No I am begging you. As I have begged of you before to fight for me and others, I am begging you to help me will my darling Kae, my most gorgeous and selfless friend who is so very tired, I am begging you to help me. Will her on. Join a chorus of love and prayers and good vibes and healing meditations and send them into the universe so that she may be surrounded by your love and the light will be forced into her lungs.

Send her all the love and light you would your most beloved. Because my Kae would do it for you without a second thought. She reunited a family who were separated on other sides of the world after years apart and refused to admit she was involved, and yet our very sick and beautiful friend knew it was her and she got to see her grand babies and spend a very special Christmas with them. She forced me to see a doctor and when I had no money she forced me to take a loan from her that she refused to allow me to pay back. She sends random gifts just to amuse herself. She finds beauty in the simple and every day things and has the most creative and instinctive eye for capturing moments most of us either don't notice or take for granted. She sends thank you cards to people who think of her when she can barely lift her head, let alone see the page or muster the energy to force the pen to the page in eloquent coherent sentences. She sponsored an elephant for a group of us, a sick group of friends from all of the globe that she networked together – my twinkling, glistening orb of friends like a spider web around the world – she was the catalyst. She remembers everyone's birthday, anniversaries including the awful ones, the days of those that were lost. She is an angel. She is my angel. She is many people's angel. She is not allowed to be another angel who is has their wings bestowed upon them too soon.

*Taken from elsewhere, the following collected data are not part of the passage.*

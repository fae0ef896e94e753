//! chatrelay - Conversational proxy for LLM inference APIs
//!
//! This library provides the core functionality for the chatrelay server,
//! including configuration, conversation history, prompt building and
//! the HTTP front door.

pub mod config;
pub mod conversation;
pub mod error;
pub mod persona;
pub mod provider;
pub mod proxy;

pub use config::Config;
pub use error::{Error, Result};
//! Role-tagged chat messages.

use serde::{Deserialize, Serialize};

/// Speaker of a message in a conversation transcript.
#[derive(Debug, Clone, Copy, PartialEq, Eq, Deserialize, Serialize)]
#[serde(rename_all = "lowercase")]
pub enum Role {
    System,
    User,
    Assistant,
}

/// A single chat message. Serializes as `{"role": ..., "content": ...}`,
/// which is also the element shape of chat-completion payloads.
#[derive(Debug, Clone, PartialEq, Eq, Deserialize, Serialize)]
pub struct Message {
    pub role: Role,
    pub content: String,
}

impl Message {
    pub fn new(role: Role, content: impl Into<String>) -> Self {
        Self {
            role,
            content: content.into(),
        }
    }

    pub fn system(content: impl Into<String>) -> Self {
        Self::new(Role::System, content)
    }

    pub fn user(content: impl Into<String>) -> Self {
        Self::new(Role::User, content)
    }

    pub fn assistant(content: impl Into<String>) -> Self {
        Self::new(Role::Assistant, content)
    }

    pub fn is_system(&self) -> bool {
        self.role == Role::System
    }
}

/// Split a transcript into its leading system text and the remaining turns.
///
/// Only a system message in first position counts; later system messages
/// are dropped from the returned turns.
pub fn split_system(messages: &[Message]) -> (Option<&str>, Vec<&Message>) {
    let (system, rest) = match messages.split_first() {
        Some((first, rest)) if first.is_system() => (Some(first.content.as_str()), rest),
        _ => (None, messages),
    };
    let turns = rest.iter().filter(|m| !m.is_system()).collect();
    (system, turns)
}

We will not allow them to be fitted. She will stay with us because we will fight for her.

We have too much to do. Adventures together with our friends. A commune to run. And although I may never get to have children, neither might Kae, but we will have each other and our most beloved friends and family. My love pours from my heart into this page like she were my child and I were cradling her in my arms soothing her with a lullaby, whispering to her about all the stars in the sky and how they will never ever come close to shining as bright as she does. I could not love her any more.

Please I beg of you help me keep this angel here on earth. Fling your love to the stars and wish it back to her.

NB these two beautiful photos above are Kae's work, to enjoy more of creative work, click on either photo to be taken to her gorgeous blog.

Our dear friend Cusp started this candle vigil to show Kae how much love is in the world for her, please take just a moment click on the photo and light a candle and send some love and light.

Please note, since writing this - just today - I have heard some news that Kae's spirits have lifted a little.  But I also heard today that we lost another Lyme warrior who gained her wings.  So please know, today Kae be okay, tomorrow she may not be and again and so on and so forth.  It is an arduous and awful fight and this is as pressing in this moment as it was the moment before.  Perhaps even more so as the reality hits home that we have lost one of ours and that reality is tangible, touchable and real.  Please help us fight.